Saved data entries:
↓↓↓
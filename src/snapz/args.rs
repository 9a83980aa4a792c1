use clap::{Parser, Subcommand};

#[derive(Parser, Debug)]
#[command(name = "snapz")]
#[command(about = "Tags, searches, and documents timestamped screenshots", long_about = None)]
#[command(arg_required_else_help = true)]
pub struct Cli {
    #[command(subcommand)]
    pub command: Commands,
}

#[derive(Subcommand, Debug)]
pub enum Commands {
    /// Prints the latest n documents
    #[command(alias = "ls")]
    List {
        /// How many documents to print
        #[arg(value_parser = clap::value_parser!(u32).range(1..=100))]
        n: Option<u32>,
    },

    /// Prints either the latest document or the one with the given id
    Get {
        /// Document id, full or shorthand (e.g. 143-527 for today)
        id: Option<String>,

        /// Select the most recent document
        #[arg(long)]
        latest: bool,
    },

    /// Deprecated; use "get --latest"
    Latest,

    /// Deprecated; use "get --latest"
    Last,

    /// Prints every document matched by the search expression
    Search {
        /// Search expression, e.g. color:red + starred - archived
        #[arg(trailing_var_arg = true, allow_hyphen_values = true)]
        query: Vec<String>,
    },

    /// Applies a modification line to a document's tags
    Tag {
        /// Document id, full or shorthand
        id: String,

        /// Modification line, e.g. color:=blue starred -draft
        #[arg(required = true, trailing_var_arg = true, allow_hyphen_values = true)]
        modification: Vec<String>,

        /// Print the would-be result without saving it
        #[arg(long)]
        dry_run: bool,
    },

    /// Deprecated; use "tag" with -name operations
    Untag {
        /// Document id, full or shorthand
        id: String,

        /// Tag names to remove
        #[arg(required = true, num_args = 1..)]
        tag_names: Vec<String>,
    },

    /// Opens an editor to modify the description of a document
    Describe {
        /// Document id, full or shorthand
        id: Option<String>,

        /// Select the most recent document
        #[arg(long)]
        latest: bool,
    },

    /// Opens an editor to document primary or secondary index entries
    Document {
        /// Secondary tag name; omit to document the primary index
        tag_name: Option<String>,
    },

    /// Prints all indexed tag names, optionally with their values
    Index {
        /// Tag names to print values for
        tag_names: Vec<String>,
    },

    /// Rebuilds both indexes from the documents
    #[command(name = "rebuild-index")]
    RebuildIndex,

    /// Archives pictures and metadata into the "backup" folder
    Backup,
}
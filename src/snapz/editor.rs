use std::env;
use std::fs;
use std::path::Path;
use std::process::Command;

use crate::error::{Result, SnapzError};

/// Gets the editor command from environment.
/// Checks $EDITOR, then $VISUAL, then falls back to common editors.
pub fn get_editor() -> Result<String> {
    if let Ok(editor) = env::var("EDITOR") {
        if !editor.is_empty() {
            return Ok(editor);
        }
    }

    if let Ok(editor) = env::var("VISUAL") {
        if !editor.is_empty() {
            return Ok(editor);
        }
    }

    // Try common fallbacks
    for fallback in &["vim", "vi", "nano"] {
        if Command::new("which")
            .arg(fallback)
            .output()
            .map(|o| o.status.success())
            .unwrap_or(false)
        {
            return Ok((*fallback).to_string());
        }
    }

    Err(SnapzError::Api(
        "No editor found. Set $EDITOR environment variable.".to_string(),
    ))
}

/// Opens a file in the user's editor and waits for it to close.
/// Returns the contents of the file after editing.
pub fn open_in_editor<P: AsRef<Path>>(file_path: P) -> Result<String> {
    let editor = get_editor()?;
    let path = file_path.as_ref();

    let status = Command::new(&editor)
        .arg(path)
        .status()
        .map_err(|e| SnapzError::Api(format!("Failed to launch editor '{}': {}", editor, e)))?;

    if !status.success() {
        return Err(SnapzError::Api(format!(
            "Editor '{}' exited with non-zero status",
            editor
        )));
    }

    fs::read_to_string(path).map_err(SnapzError::Io)
}

/// Seeds `file_name` in the working directory with `initial`, opens it
/// in the editor, and returns the edited contents. The buffer file is
/// left in place afterwards.
pub fn edit_buffer(file_name: &str, initial: &str) -> Result<String> {
    fs::write(file_name, initial).map_err(SnapzError::Io)?;
    open_in_editor(file_name)
}
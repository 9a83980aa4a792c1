//! Business logic for each subcommand. Command functions operate on
//! the catalog (and a [`MetaStore`](crate::store::MetaStore) when they
//! persist) and return structured [`CmdResult`] values; they never
//! print or exit.

use crate::model::Document;

pub mod backup;
pub mod document;
pub mod get;
pub mod index;
pub mod list;
pub mod rebuild;
pub mod search;
pub mod tag;

#[derive(Debug, Clone)]
pub enum MessageLevel {
    Info,
    Success,
    Warning,
    Error,
}

#[derive(Debug, Clone)]
pub struct CmdMessage {
    pub level: MessageLevel,
    pub content: String,
}

impl CmdMessage {
    pub fn info(content: impl Into<String>) -> Self {
        Self {
            level: MessageLevel::Info,
            content: content.into(),
        }
    }

    pub fn success(content: impl Into<String>) -> Self {
        Self {
            level: MessageLevel::Success,
            content: content.into(),
        }
    }

    pub fn warning(content: impl Into<String>) -> Self {
        Self {
            level: MessageLevel::Warning,
            content: content.into(),
        }
    }

    pub fn error(content: impl Into<String>) -> Self {
        Self {
            level: MessageLevel::Error,
            content: content.into(),
        }
    }
}

/// One row of the `index` listing: a tag name, plus its unique live
/// values when the caller asked for them.
#[derive(Debug, Clone)]
pub struct IndexRow {
    pub name: String,
    pub values: Vec<String>,
}

#[derive(Debug, Default)]
pub struct CmdResult {
    pub docs: Vec<Document>,
    pub index_rows: Vec<IndexRow>,
    pub messages: Vec<CmdMessage>,
}

impl CmdResult {
    pub fn add_message(&mut self, message: CmdMessage) {
        self.messages.push(message);
    }

    pub fn with_docs(mut self, docs: Vec<Document>) -> Self {
        self.docs = docs;
        self
    }

    pub fn with_index_rows(mut self, rows: Vec<IndexRow>) -> Self {
        self.index_rows = rows;
        self
    }
}

/// Newest first: canonical file names embed the timestamp, so path
/// order is capture order.
pub fn sort_for_display(docs: &mut [Document]) {
    docs.sort_by(|a, b| b.file_path.cmp(&a.file_path));
}
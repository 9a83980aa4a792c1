//! # Snapz Architecture
//!
//! Snapz is a **UI-agnostic screenshot-tagging library**. This is not a CLI
//! application that happens to have some library code—it's a library that
//! happens to have a CLI client.
//!
//! ## The Layered Architecture
//!
//! ```text
//! ┌─────────────────────────────────────────────────────────────┐
//! │  CLI Layer (args.rs + main.rs, bin only)                    │
//! │  - Parses arguments, formats output, handles terminal I/O   │
//! │  - The ONLY place that knows about stdout/stderr/exit codes │
//! └─────────────────────────────────────────────────────────────┘
//!                              │
//!                              ▼
//! ┌─────────────────────────────────────────────────────────────┐
//! │  API Layer (api.rs)                                         │
//! │  - Thin facade over commands                                │
//! │  - Normalizes inputs (input-id shorthands → full ids)       │
//! │  - Returns structured Result types                          │
//! └─────────────────────────────────────────────────────────────┘
//!                              │
//!                              ▼
//! ┌─────────────────────────────────────────────────────────────┐
//! │  Command Layer (commands/*.rs)                              │
//! │  - Pure business logic                                      │
//! │  - Operates on Rust types, returns Rust types               │
//! │  - No I/O assumptions (backup being the one exception)      │
//! └─────────────────────────────────────────────────────────────┘
//!                              │
//!                              ▼
//! ┌─────────────────────────────────────────────────────────────┐
//! │  Catalog (catalog.rs) + Storage (store/)                    │
//! │  - Documents plus both derived indexes, search evaluation,  │
//! │    modification application                                 │
//! │  - Abstract MetaStore trait                                 │
//! │  - FileStore (production), InMemoryStore (testing)          │
//! └─────────────────────────────────────────────────────────────┘
//! ```
//!
//! The two languages (search queries and modification lines) live in
//! [`lang`] as hand-written recursive-descent parsers over a shared
//! scanner. Parsing is pure; evaluation and application happen in the
//! catalog.
//!
//! ## The Index Contract
//!
//! The primary (tag name → ids) and secondary ("name:value" → ids)
//! indexes are recomputed wholesale at initialization and by the
//! explicit rebuild command. Document mutations do not update them in
//! between, so index-backed reads serve the state as of the last
//! rebuild. See [`catalog`] for the details and for the evaluation
//! rules layered on top of that.
//!
//! ## Key Principle: No I/O Assumptions in Core
//!
//! From `api.rs` inward (API, commands, catalog, storage), code:
//! - Takes regular Rust function arguments
//! - Returns regular Rust types (`Result<CmdResult>`)
//! - **Never** writes to stdout/stderr
//! - **Never** calls `std::process::exit`
//! - **Never** assumes a terminal environment
//!
//! ## Module Overview
//!
//! - [`api`]: The API facade—entry point for all operations
//! - [`commands`]: Business logic for each command
//! - [`catalog`]: Documents, both indexes, search evaluation, modification
//! - [`lang`]: The search and modification languages
//! - [`store`]: Storage abstraction and implementations
//! - [`model`]: Core data types (`Document`, `IndexEntry`, `Metadata`)
//! - [`pictures`]: Screenshot discovery and file-name normalization
//! - [`timestamp`]: Timestamps, ids, and input-id shorthands
//! - [`config`]: Configuration management
//! - [`editor`]: External editor integration
//! - [`error`]: Error types

pub mod api;
pub mod catalog;
pub mod commands;
pub mod config;
pub mod editor;
pub mod error;
pub mod lang;
pub mod model;
pub mod pictures;
pub mod store;
pub mod timestamp;
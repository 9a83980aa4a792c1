//! The search language: boolean queries over tags and tag values.
//!
//! ```text
//! search     := ws? expr1? ws?                  (empty input => no query)
//! expr1      := expr2 ( ws? ('+' | '-') ws? expr2 )*
//! expr2      := expr3 ( ws? '^' ws? expr3 )*
//! expr3      := '(' ws? expr1 ws? ')' | lookup
//! lookup     := '*' | tagName (':' qualifier)?
//! qualifier  := '=' valueUnit | '^' valueUnit | '~' valueUnit | tagValue
//! ```
//!
//! `^` binds tighter than `+` and `-`, which share a precedence level;
//! chains at one level associate left. The same character doubles as
//! the all-values qualifier when it directly follows `tagName:`, so
//! `a:^b ^ c:^d` is an intersection of two all-values lookups.

use crate::error::{Result, SnapzError};
use crate::lang::scan::Scanner;

/// Parenthesis nesting ceiling; deeper input is rejected rather than
/// risking stack exhaustion.
const MAX_DEPTH: usize = 64;

#[derive(Debug, Clone, PartialEq, Eq)]
pub enum SearchExpr {
    /// `*` — every document in the store.
    SelectAll,
    /// `name` — documents carrying the tag, straight from the primary
    /// index (stale entries included).
    HasTag(String),
    /// `name:value` or `name:~unit` — the tag shares at least one of
    /// the values.
    HasAnyValue { name: String, values: Vec<String> },
    /// `name:^unit` — the tag holds every one of the values.
    HasAllValues { name: String, values: Vec<String> },
    /// `name:=unit` — the tag holds exactly these values.
    HasExactValues { name: String, values: Vec<String> },
    Intersection(Box<SearchExpr>, Box<SearchExpr>),
    Union(Box<SearchExpr>, Box<SearchExpr>),
    Difference(Box<SearchExpr>, Box<SearchExpr>),
}

/// Parses a search query. Empty or whitespace-only input is a valid
/// non-query and yields `None`.
pub fn parse_search(input: &str) -> Result<Option<SearchExpr>> {
    SearchParser {
        scanner: Scanner::new(input),
        depth: 0,
    }
    .parse()
}

struct SearchParser<'a> {
    scanner: Scanner<'a>,
    depth: usize,
}

impl SearchParser<'_> {
    fn parse(mut self) -> Result<Option<SearchExpr>> {
        self.scanner.skip_ws();
        if self.scanner.is_eof() {
            return Ok(None);
        }

        let expr = self.parse_union_level()?;
        self.scanner.skip_ws();
        if !self.scanner.is_eof() {
            return Err(self.scanner.error("an operator or end of input"));
        }
        Ok(Some(expr))
    }

    /// `+` and `-` share the loosest precedence level.
    fn parse_union_level(&mut self) -> Result<SearchExpr> {
        let mut left = self.parse_intersection_level()?;
        loop {
            let save = self.scanner.pos();
            self.scanner.skip_ws();
            let operator = match self.scanner.peek() {
                Some(op @ ('+' | '-')) => op,
                _ => {
                    self.scanner.set_pos(save);
                    return Ok(left);
                }
            };
            self.scanner.advance();
            self.scanner.skip_ws();

            let right = self.parse_intersection_level()?;
            left = match operator {
                '+' => SearchExpr::Union(Box::new(left), Box::new(right)),
                _ => SearchExpr::Difference(Box::new(left), Box::new(right)),
            };
        }
    }

    /// `^` between subexpressions is intersection.
    fn parse_intersection_level(&mut self) -> Result<SearchExpr> {
        let mut left = self.parse_atom()?;
        loop {
            let save = self.scanner.pos();
            self.scanner.skip_ws();
            if self.scanner.peek() != Some('^') {
                self.scanner.set_pos(save);
                return Ok(left);
            }
            self.scanner.advance();
            self.scanner.skip_ws();

            let right = self.parse_atom()?;
            left = SearchExpr::Intersection(Box::new(left), Box::new(right));
        }
    }

    fn parse_atom(&mut self) -> Result<SearchExpr> {
        if self.scanner.eat('(') {
            self.depth += 1;
            if self.depth > MAX_DEPTH {
                return Err(SnapzError::Parse {
                    position: self.scanner.pos(),
                    message: "expression nests too deeply".to_string(),
                });
            }

            self.scanner.skip_ws();
            let expr = self.parse_union_level()?;
            self.scanner.skip_ws();
            if !self.scanner.eat(')') {
                return Err(self.scanner.error("\")\""));
            }
            self.depth -= 1;
            return Ok(expr);
        }

        self.parse_lookup()
    }

    fn parse_lookup(&mut self) -> Result<SearchExpr> {
        if self.scanner.eat('*') {
            return Ok(SearchExpr::SelectAll);
        }

        let name = self.scanner.kebab("a tag name, \"*\", or \"(\"")?;
        if !self.scanner.eat(':') {
            return Ok(SearchExpr::HasTag(name));
        }

        if self.scanner.eat('=') {
            let values = self.scanner.value_unit()?;
            return Ok(SearchExpr::HasExactValues { name, values });
        }
        if self.scanner.eat('^') {
            let values = self.scanner.value_unit()?;
            return Ok(SearchExpr::HasAllValues { name, values });
        }
        if self.scanner.eat('~') {
            let values = self.scanner.value_unit()?;
            return Ok(SearchExpr::HasAnyValue { name, values });
        }

        // Bare form: a single value, shorthand for `name:~value`.
        let value = self.scanner.kebab("a tag value")?;
        Ok(SearchExpr::HasAnyValue {
            name,
            values: vec![value],
        })
    }
}
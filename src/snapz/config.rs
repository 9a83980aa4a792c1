use std::fs;
use std::path::Path;

use serde::{Deserialize, Serialize};

use crate::error::Result;

pub const CONFIG_FILENAME: &str = ".snapz-config";

/// Configuration for snapz, stored in .snapz-config at the workspace
/// root.
#[derive(Debug, Clone, Default, Serialize, Deserialize, PartialEq, Eq)]
#[serde(rename_all = "camelCase")]
pub struct SnapzConfig {
    /// Tag names that get a value-level (secondary) index.
    #[serde(default)]
    pub secondary_indexes: std::collections::BTreeSet<String>,

    /// When set, a persisting modification rebuilds the indexes
    /// instead of leaving them stale until the next explicit rebuild.
    #[serde(default, skip_serializing_if = "std::ops::Not::not")]
    pub eager_reindex: bool,
}

impl SnapzConfig {
    /// Load config from the given directory, or return defaults if not
    /// found.
    pub fn load<P: AsRef<Path>>(dir: P) -> Result<Self> {
        let config_path = dir.as_ref().join(CONFIG_FILENAME);

        if !config_path.exists() {
            return Ok(Self::default());
        }

        let content = fs::read_to_string(&config_path)?;
        let config: SnapzConfig = serde_json::from_str(&content)?;
        Ok(config)
    }

    /// Save config to the given directory.
    pub fn save<P: AsRef<Path>>(&self, dir: P) -> Result<()> {
        let config_path = dir.as_ref().join(CONFIG_FILENAME);
        let content = serde_json::to_string_pretty(self)?;
        fs::write(config_path, content)?;
        Ok(())
    }

    pub fn is_secondary(&self, tag_name: &str) -> bool {
        self.secondary_indexes.contains(tag_name)
    }
}

#[cfg(test)]
mod tests {
    use super::*;

    #[test]
    fn test_default_config() {
        let config = SnapzConfig::default();
        assert!(config.secondary_indexes.is_empty());
        assert!(!config.eager_reindex);
    }

    #[test]
    fn test_load_missing_config() {
        let dir = tempfile::tempdir().unwrap();
        let config = SnapzConfig::load(dir.path()).unwrap();
        assert_eq!(config, SnapzConfig::default());
    }

    #[test]
    fn test_save_and_load() {
        let dir = tempfile::tempdir().unwrap();

        let mut config = SnapzConfig::default();
        config.secondary_indexes.insert("color".to_string());
        config.eager_reindex = true;
        config.save(dir.path()).unwrap();

        let loaded = SnapzConfig::load(dir.path()).unwrap();
        assert_eq!(loaded, config);
    }

    #[test]
    fn test_reads_config_without_reindex_flag() {
        let config: SnapzConfig =
            serde_json::from_str(r#"{ "secondaryIndexes": ["color", "shape"] }"#).unwrap();
        assert!(config.is_secondary("color"));
        assert!(config.is_secondary("shape"));
        assert!(!config.is_secondary("status"));
        assert!(!config.eager_reindex);
    }

    #[test]
    fn test_flag_omitted_from_json_when_unset() {
        let json = serde_json::to_string(&SnapzConfig::default()).unwrap();
        assert!(!json.contains("eagerReindex"));
    }
}
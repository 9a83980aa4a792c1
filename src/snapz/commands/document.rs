use std::collections::BTreeMap;

use unicode_width::UnicodeWidthStr;

use super::{CmdMessage, CmdResult};
use crate::catalog::Catalog;
use crate::error::{Result, SnapzError};
use crate::store::MetaStore;

/// Index entries to put in front of the operator: primary keys, or the
/// `name:value` keys of one allow-listed tag.
pub fn entries(catalog: &Catalog, tag_name: Option<&str>) -> Result<Vec<(String, String)>> {
    match tag_name {
        None => Ok(catalog
            .primary_index()
            .iter()
            .map(|(key, entry)| (key.clone(), entry.description.clone()))
            .collect()),
        Some(name) => Ok(catalog
            .secondary_entries_for(name)?
            .into_iter()
            .map(|(key, entry)| (key.to_string(), entry.description.clone()))
            .collect()),
    }
}

/// Renders entries as an editable `key | description` table, keys
/// padded to a shared column width.
pub fn format_entries(entries: &[(String, String)]) -> String {
    let column_width = entries
        .iter()
        .map(|(key, _)| key.width())
        .max()
        .unwrap_or(0);

    entries
        .iter()
        .map(|(key, description)| {
            let padding = " ".repeat(column_width.saturating_sub(key.width()));
            format!("{key}{padding} | {description}")
        })
        .collect::<Vec<_>>()
        .join("\n")
}

/// Reads the table back. Everything before the first `|` is the key,
/// everything after it (up to a second `|`, if any) the description,
/// both trimmed; lines without a usable key are skipped.
pub fn parse_entries(buffer: &str) -> BTreeMap<String, String> {
    let mut descriptions = BTreeMap::new();
    for line in buffer.lines() {
        let mut parts = line.split('|');
        let key = parts.next().unwrap_or_default().trim();
        let description = parts.next().unwrap_or_default().trim();
        if !key.is_empty() {
            descriptions.insert(key.to_string(), description.to_string());
        }
    }
    descriptions
}

/// Applies an edited table to the matching index and persists. Edits
/// to keys that no longer exist are dropped.
pub fn update<S: MetaStore>(
    catalog: &mut Catalog,
    store: &mut S,
    tag_name: Option<&str>,
    buffer: &str,
) -> Result<CmdResult> {
    let descriptions = parse_entries(buffer);
    match tag_name {
        None => catalog.update_primary_descriptions(&descriptions),
        Some(name) => {
            if !catalog.config().is_secondary(name) {
                return Err(SnapzError::ConfigInconsistency(name.to_string()));
            }
            catalog.update_secondary_descriptions(&descriptions);
        }
    }
    store.save(&catalog.to_metadata())?;

    let mut result = CmdResult::default();
    result.add_message(CmdMessage::success("Done"));
    Ok(result)
}

#[cfg(test)]
mod tests {
    use super::*;
    use crate::config::SnapzConfig;
    use crate::model::{Document, Metadata};
    use crate::store::memory::InMemoryStore;

    fn setup() -> (Catalog, InMemoryStore) {
        let mut metadata = Metadata::default();
        let mut doc = Document::new("24-01-15:143-527", "pics/a.png");
        doc.tags
            .insert("color".into(), ["red".to_string()].into());
        doc.tags.insert("starred".into(), [].into());
        metadata.docs.insert(doc.id.clone(), doc);

        let config = SnapzConfig {
            secondary_indexes: ["color".to_string()].into_iter().collect(),
            ..SnapzConfig::default()
        };
        let mut catalog = Catalog::from_metadata(metadata, config);
        catalog.rebuild_indexes();
        (catalog, InMemoryStore::new())
    }

    #[test]
    fn test_format_aligns_keys() {
        let entries = vec![
            ("color".to_string(), "hue".to_string()),
            ("starred".to_string(), String::new()),
        ];
        assert_eq!(format_entries(&entries), "color   | hue\nstarred | ");
    }

    #[test]
    fn test_parse_reads_edited_lines() {
        let parsed = parse_entries("color   | hue of the subject\nstarred |\n\n");
        assert_eq!(parsed.len(), 2);
        assert_eq!(parsed["color"], "hue of the subject");
        assert_eq!(parsed["starred"], "");
    }

    #[test]
    fn test_primary_entries_and_update() {
        let (mut catalog, mut store) = setup();
        let listed = entries(&catalog, None).unwrap();
        assert_eq!(listed.len(), 2);

        let edited = "color | hue\nstarred | worth keeping";
        update(&mut catalog, &mut store, None, edited).unwrap();

        let persisted = store.load().unwrap();
        assert_eq!(persisted.primary_index["color"].description, "hue");
        assert_eq!(
            persisted.primary_index["starred"].description,
            "worth keeping"
        );
    }

    #[test]
    fn test_secondary_entries_and_update() {
        let (mut catalog, mut store) = setup();
        let listed = entries(&catalog, Some("color")).unwrap();
        assert_eq!(listed, [("color:red".to_string(), String::new())]);

        update(&mut catalog, &mut store, Some("color"), "color:red | mostly red").unwrap();
        let persisted = store.load().unwrap();
        assert_eq!(
            persisted.secondary_index["color:red"].description,
            "mostly red"
        );
    }

    #[test]
    fn test_unlisted_tag_is_rejected() {
        let (mut catalog, mut store) = setup();
        assert!(entries(&catalog, Some("starred")).is_err());
        assert!(update(&mut catalog, &mut store, Some("starred"), "").is_err());
    }

    #[test]
    fn test_unknown_keys_are_dropped() {
        let (mut catalog, mut store) = setup();
        update(&mut catalog, &mut store, None, "vanished | text").unwrap();
        assert!(!store.load().unwrap().primary_index.contains_key("vanished"));
    }
}
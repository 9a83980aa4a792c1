use super::{CmdResult, IndexRow};
use crate::catalog::Catalog;
use crate::error::Result;

/// Lists primary-index tag names. With filters, only the named tags
/// are listed and each row also carries the tag's unique live values;
/// filter names with no index entry are silently dropped.
pub fn run(catalog: &Catalog, filters: &[String]) -> Result<CmdResult> {
    let rows = catalog
        .primary_index()
        .keys()
        .filter(|name| filters.is_empty() || filters.iter().any(|f| f == *name))
        .map(|name| {
            let values = if filters.is_empty() {
                Vec::new()
            } else {
                catalog.tag_values(name).into_iter().collect()
            };
            IndexRow {
                name: name.clone(),
                values,
            }
        })
        .collect();

    Ok(CmdResult::default().with_index_rows(rows))
}

#[cfg(test)]
mod tests {
    use super::*;
    use crate::config::SnapzConfig;
    use crate::model::{Document, Metadata};

    fn catalog() -> Catalog {
        let mut metadata = Metadata::default();
        let mut d1 = Document::new("24-01-15:143-527", "pics/a.png");
        d1.tags
            .insert("color".into(), ["red".to_string(), "blue".to_string()].into());
        d1.tags.insert("starred".into(), [].into());
        metadata.docs.insert(d1.id.clone(), d1);

        let mut catalog = Catalog::from_metadata(metadata, SnapzConfig::default());
        catalog.rebuild_indexes();
        catalog
    }

    #[test]
    fn test_lists_all_names_without_values() {
        let result = run(&catalog(), &[]).unwrap();
        let names: Vec<_> = result.index_rows.iter().map(|r| r.name.as_str()).collect();
        assert_eq!(names, ["color", "starred"]);
        assert!(result.index_rows.iter().all(|r| r.values.is_empty()));
    }

    #[test]
    fn test_filter_adds_values_and_drops_unknown_names() {
        let result = run(&catalog(), &["color".to_string(), "nope".to_string()]).unwrap();
        assert_eq!(result.index_rows.len(), 1);
        assert_eq!(result.index_rows[0].name, "color");
        assert_eq!(result.index_rows[0].values, ["blue", "red"]);
    }
}
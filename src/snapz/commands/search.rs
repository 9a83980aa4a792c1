use super::{sort_for_display, CmdResult};
use crate::catalog::Catalog;
use crate::error::{Result, SnapzError};
use crate::lang::{parse_search, SearchExpr};

/// Parses and evaluates a search query. An empty query selects
/// everything.
pub fn run(catalog: &Catalog, query: &str) -> Result<CmdResult> {
    let expr = parse_search(query)?.unwrap_or(SearchExpr::SelectAll);
    let ids = catalog.evaluate(&expr);

    let mut docs = Vec::with_capacity(ids.len());
    for id in &ids {
        // Name lookups read the index verbatim, so a stale index can
        // hand back an id with no document behind it.
        let doc = catalog.document(id).ok_or_else(|| {
            SnapzError::Store(format!(
                "index entry \"{id}\" has no document; run rebuild-index"
            ))
        })?;
        docs.push(doc.clone());
    }
    sort_for_display(&mut docs);

    Ok(CmdResult::default().with_docs(docs))
}

#[cfg(test)]
mod tests {
    use super::*;
    use crate::config::SnapzConfig;
    use crate::model::{Document, IndexEntry, Metadata};

    fn catalog() -> Catalog {
        let mut metadata = Metadata::default();
        let mut tagged = Document::new("24-01-15:143-527", "pics/2024-01-15_14-35-27.png");
        tagged
            .tags
            .insert("color".into(), ["red".to_string()].into());
        metadata.docs.insert(tagged.id.clone(), tagged);
        metadata.docs.insert(
            "24-01-16:090-000".into(),
            Document::new("24-01-16:090-000", "pics/2024-01-16_09-00-00.png"),
        );

        let mut catalog = Catalog::from_metadata(metadata, SnapzConfig::default());
        catalog.rebuild_indexes();
        catalog
    }

    #[test]
    fn test_query_narrows_results() {
        let result = run(&catalog(), "color:red").unwrap();
        assert_eq!(result.docs.len(), 1);
        assert_eq!(result.docs[0].id, "24-01-15:143-527");
    }

    #[test]
    fn test_empty_query_selects_everything() {
        let result = run(&catalog(), "  ").unwrap();
        assert_eq!(result.docs.len(), 2);
        // Newest first.
        assert_eq!(result.docs[0].id, "24-01-16:090-000");
    }

    #[test]
    fn test_no_matches_is_empty_not_an_error() {
        let result = run(&catalog(), "missing").unwrap();
        assert!(result.docs.is_empty());
    }

    #[test]
    fn test_parse_errors_bubble_up() {
        assert!(run(&catalog(), "a +").is_err());
    }

    #[test]
    fn test_dangling_index_entry_is_a_store_error() {
        let mut metadata = Metadata::default();
        metadata.primary_index.insert(
            "color".into(),
            IndexEntry::with_ids(["ghost".to_string()].into()),
        );
        let catalog = Catalog::from_metadata(metadata, SnapzConfig::default());

        let err = run(&catalog, "color").unwrap_err();
        assert!(matches!(err, SnapzError::Store(msg) if msg.contains("rebuild-index")));
    }
}
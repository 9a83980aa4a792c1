//! # Storage Layer
//!
//! Persistence for the catalog's state lives behind the [`MetaStore`]
//! trait so the command layer never touches the filesystem directly.
//!
//! - [`fs::FileStore`]: production storage, one pretty-printed JSON
//!   document at `.metadata` in the workspace root.
//! - [`memory::InMemoryStore`]: no persistence, for tests.
//!
//! A missing or unparseable `.metadata` file loads as empty state
//! rather than an error: initialization rebuilds everything from the
//! discovered pictures anyway, so an unreadable file is recoverable
//! and refusing to start would help nobody.

use crate::error::Result;
use crate::model::Metadata;

pub mod fs;
pub mod memory;

/// Abstract interface for loading and saving the persisted catalog
/// state.
pub trait MetaStore {
    /// Load the persisted state; empty state if nothing usable exists.
    fn load(&self) -> Result<Metadata>;

    /// Persist the given state wholesale.
    fn save(&mut self, metadata: &Metadata) -> Result<()>;
}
↑↑↑
_What needs to be done_
Count the lines in the data that contain the string "facade", and give nothing but that number.

_Response below_
2